17. デジタル・マネー及びデジタル・ペイメントのイノベーションは、大きな利益をもたらし得る一方、公共政策及び規制上の問題を引き起こす可能性もある。G7の中央銀行は、中央銀行デジタル通貨(CBDCs)の機会、課題、通貨及び金融の安定へのインプリケーションを探求してきており、我々は、財務省及び中央銀行として、それぞれのマンデートの範囲内で、公共政策上の幅広いインプリケーションについて、協働することにコミットする。我々は、どのCBDCsも、中央銀行のマネーの1つの形態として、流動性のある安全な決済資産として、また、決済システムのアンカーとして機能しうることに留意する。我々の目的は、CBDCsが、透明性、法の支配、健全な経済ガバナンスに対する、公的部門の長年のコミットメントに基づくことを確保することである。CBDCsは、強靭で、エネルギー効率が高く、イノベーション、競争及び包摂を支えるべきであり、クロスボーダー決済を強化しうる。CBDCsは、適切なプライバシーの枠組みの中で運営され、波及効果を最小化するべきである。我々は、共通の原則に向けて作業し、年後半に結論を公表する。

18. 我々は、いかなるグローバル・ステーブルコインのプロジェクトも、関連する法律上、規制上及び監視上の要件が、適切な設計と適用可能な基準の遵守を通して十分に対処されるまではサービスを開始するべきでないことを再確認する。我々は、国際基準設定主体による既存の規制基準の見直しを支持することを含め、共通の基準を確保するための国際的な協力にコミットしており、特定されたあらゆるギャップに対処することの重要性を強調する。我々は、グローバル・ステーブルコインに係るハイレベル勧告の実施における規制、監督及び監視上の課題の検討に関する、FSBによる進行中の作業を支持する。我々は引き続き、クロスボーダー決済の改善に向けたG20ロードマップの野心的な実施を支持し、クロスボーダー決済の4つの課題への対処に向けた目標に関するFSBの市中協議文書の公表を歓迎する。

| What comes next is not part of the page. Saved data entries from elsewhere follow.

impl AnrufKoordinator {
    /// Erstellt einen neuen AnrufKoordinator
    pub fn neu(registry: ConnectionRegistry, broadcaster: EventBroadcaster) -> Self {
        Self {
            inner: Arc::new(AnrufKoordinatorInner {
                anrufe: DashMap::new(),
                registry,
                broadcaster,
            }),
        }
    }

    /// Initiiert einen Anruf
    ///
    /// Abgelehnt wenn das Ziel nicht online ist oder zwischen beiden
    /// bereits ein Live-Anruf laeuft. Bei Erfolg klingelt es beim Ziel
    /// (`incoming_call`) und der Anrufer bekommt das Token
    /// (`call_initiated`).
    pub fn initiieren(
        &self,
        anrufer_id: ConnectionId,
        ziel_id: ConnectionId,
        modus: AnrufModus,
    ) -> RelayResult<Anruf> {
        let anrufer = self
            .inner
            .registry
            .verbindung(&anrufer_id)
            .ok_or(RelayError::NichtRegistriert(anrufer_id))?;

        if !self.inner.registry.ist_online(&ziel_id) {
            return Err(RelayError::Abgelehnt(
                "Anrufziel ist nicht online".to_string(),
            ));
        }

        if self.hat_live_anruf_zwischen(&anrufer_id, &ziel_id) {
            return Err(RelayError::Abgelehnt(
                "Zwischen beiden laeuft bereits ein Anruf".to_string(),
            ));
        }

        let anruf = Anruf {
            id: CallId::new(),
            anrufer_id,
            ziel_id,
            modus,
            zustand: AnrufZustand::Klingelt,
            gestartet_um: Utc::now(),
        };
        self.inner.anrufe.insert(anruf.id, anruf.clone());

        tracing::info!(
            call_id = %anruf.id,
            anrufer = %anrufer_id,
            ziel = %ziel_id,
            modus = ?modus,
            "Anruf initiiert"
        );

        self.inner.broadcaster.an_verbindung_senden(
            &ziel_id,
            ServerEvent::IncomingCall(IncomingCallNotice {
                call_id: anruf.id,
                caller_id: anrufer_id,
                caller_name: anrufer.username,
                caller_avatar: anrufer.avatar,
                mode: modus,
            }),
        );
        self.inner.broadcaster.an_verbindung_senden(
            &anrufer_id,
            ServerEvent::CallInitiated(CallInitiatedNotice {
                call_id: anruf.id,
                target_id: ziel_id,
            }),
        );

        Ok(anruf)
    }

    /// Beantwortet einen klingelnden Anruf
    ///
    /// Stiller No-op wenn das Token keinen klingelnden Live-Anruf
    /// aufloest. Annahme benachrichtigt beide Seiten, Ablehnung nur den
    /// Anrufer und entfernt den Eintrag sofort.
    pub fn antworten(&self, call_id: CallId, angenommen: bool) -> bool {
        if angenommen {
            let anruf = {
                let mut eintrag = match self.inner.anrufe.get_mut(&call_id) {
                    Some(e) => e,
                    None => return false,
                };
                if eintrag.zustand != AnrufZustand::Klingelt {
                    return false;
                }
                eintrag.zustand = AnrufZustand::Angenommen;
                eintrag.clone()
            };

            tracing::info!(call_id = %call_id, "Anruf angenommen");
            let notice = ServerEvent::CallAccepted(CallStatusNotice { call_id });
            self.inner
                .broadcaster
                .an_verbindung_senden(&anruf.anrufer_id, notice.clone());
            self.inner
                .broadcaster
                .an_verbindung_senden(&anruf.ziel_id, notice);
            true
        } else {
            let anruf = match self.inner.anrufe.remove(&call_id) {
                Some((_, a)) => a,
                None => return false,
            };

            tracing::info!(call_id = %call_id, "Anruf abgelehnt");
            self.inner.broadcaster.an_verbindung_senden(
                &anruf.anrufer_id,
                ServerEvent::CallDeclined(CallStatusNotice { call_id }),
            );
            true
        }
    }

    /// Beendet einen Anruf
    ///
    /// Stiller No-op bei unbekanntem Token. Die Seite die NICHT beendet
    /// hat bekommt genau ein `call_ended`.
    pub fn beenden(&self, call_id: CallId, beender_id: ConnectionId) -> bool {
        let anruf = match self.inner.anrufe.remove(&call_id) {
            Some((_, a)) => a,
            None => return false,
        };

        let empfaenger = anruf.gegenseite(&beender_id);
        tracing::info!(call_id = %call_id, beender = %beender_id, "Anruf beendet");

        self.inner.broadcaster.an_verbindung_senden(
            &empfaenger,
            ServerEvent::CallEnded(CallEndedNotice {
                call_id,
                reason: None,
            }),
        );
        true
    }

    /// Trennungs-Hook: beendet alle Live-Anrufe der Verbindung
    ///
    /// Wird vom Registry-Listener aufgerufen. Die verbliebene Seite
    /// bekommt genau ein `call_ended` mit Grund `peer-disconnected`.
    pub fn verbindung_getrennt(&self, id: &ConnectionId) {
        let betroffen: Vec<CallId> = self
            .inner
            .anrufe
            .iter()
            .filter(|eintrag| eintrag.value().ist_beteiligt(id))
            .map(|eintrag| *eintrag.key())
            .collect();

        for call_id in betroffen {
            let anruf = match self.inner.anrufe.remove(&call_id) {
                Some((_, a)) => a,
                None => continue,
            };

            let verbliebene = anruf.gegenseite(id);
            tracing::info!(
                call_id = %call_id,
                getrennt = %id,
                verbliebene = %verbliebene,
                "Anruf durch Trennung beendet"
            );

            self.inner.broadcaster.an_verbindung_senden(
                &verbliebene,
                ServerEvent::CallEnded(CallEndedNotice {
                    call_id,
                    reason: Some(GRUND_PEER_GETRENNT.to_string()),
                }),
            );
        }
    }

    /// Gibt den Record eines Live-Anrufs zurueck
    pub fn anruf(&self, call_id: &CallId) -> Option<Anruf> {
        self.inner.anrufe.get(call_id).map(|e| e.clone())
    }

    /// Prueft ob das Token einen Live-Anruf aufloest
    pub fn ist_live(&self, call_id: &CallId) -> bool {
        self.inner.anrufe.contains_key(call_id)
    }

    /// Gibt die Anzahl der Live-Anrufe zurueck
    pub fn live_anzahl(&self) -> usize {
        self.inner.anrufe.len()
    }

    /// Prueft ob zwischen den beiden (ungeordnet) ein Live-Anruf laeuft
    pub fn hat_live_anruf_zwischen(&self, a: &ConnectionId, b: &ConnectionId) -> bool {
        self.inner
            .anrufe
            .iter()
            .any(|eintrag| eintrag.value().ist_beteiligt(a) && eintrag.value().ist_beteiligt(b))
    }
}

19. マネーロンダリング、テロ資金供与及び拡散金融と闘うためのFATF基準のグローバルな実施は、引き続きばらつきがある。我々は、FATF基準の世界各国における実施の評価及び支援における9つのFATF型地域体(FSRBs)の役割を認識する。我々は、FSRBsの審査プログラムを支援するために、2021年から2024年にかけて少なくとも1,700万ドルと46名の審査員の追加的な専門性と資金を提供することにコミットする。我々は、G20及び全てのFATFメンバー、IMF並びに世界銀行に支援を増加させるよう要請する。

20. 引き続き新型コロナウイルスからの教訓を学び、将来のパンデミックへのより良い備えを確保することが極めて重要である。我々は、G7首脳に向けたパンデミックへの備えのためのパートナーシップの報告書及びG20ハイレベル独立パネルの検討結果に期待し、特に資金調達メカニズムに関するものを含めその提言を考慮する。我々は、新型コロナウイルス危機の再発を避ける緊急の必要性を認識し、国際保健・財務の政策立案者間の国際協調と説明責任を強化するため、関連する国際的なパートナーも交えて協働することにコミットする。我々は、「サイレント・パンデミック」である薬剤耐性への対応に資する、抗生物質の開発に対する市場インセンティブを強化する提案を探求するため、本年の下半期に、我々の保健当局とともに産業界を含めて協働する。我々の市民と将来の世代の健康と経済的繁栄を確保するために、我々は今行動しなければならない。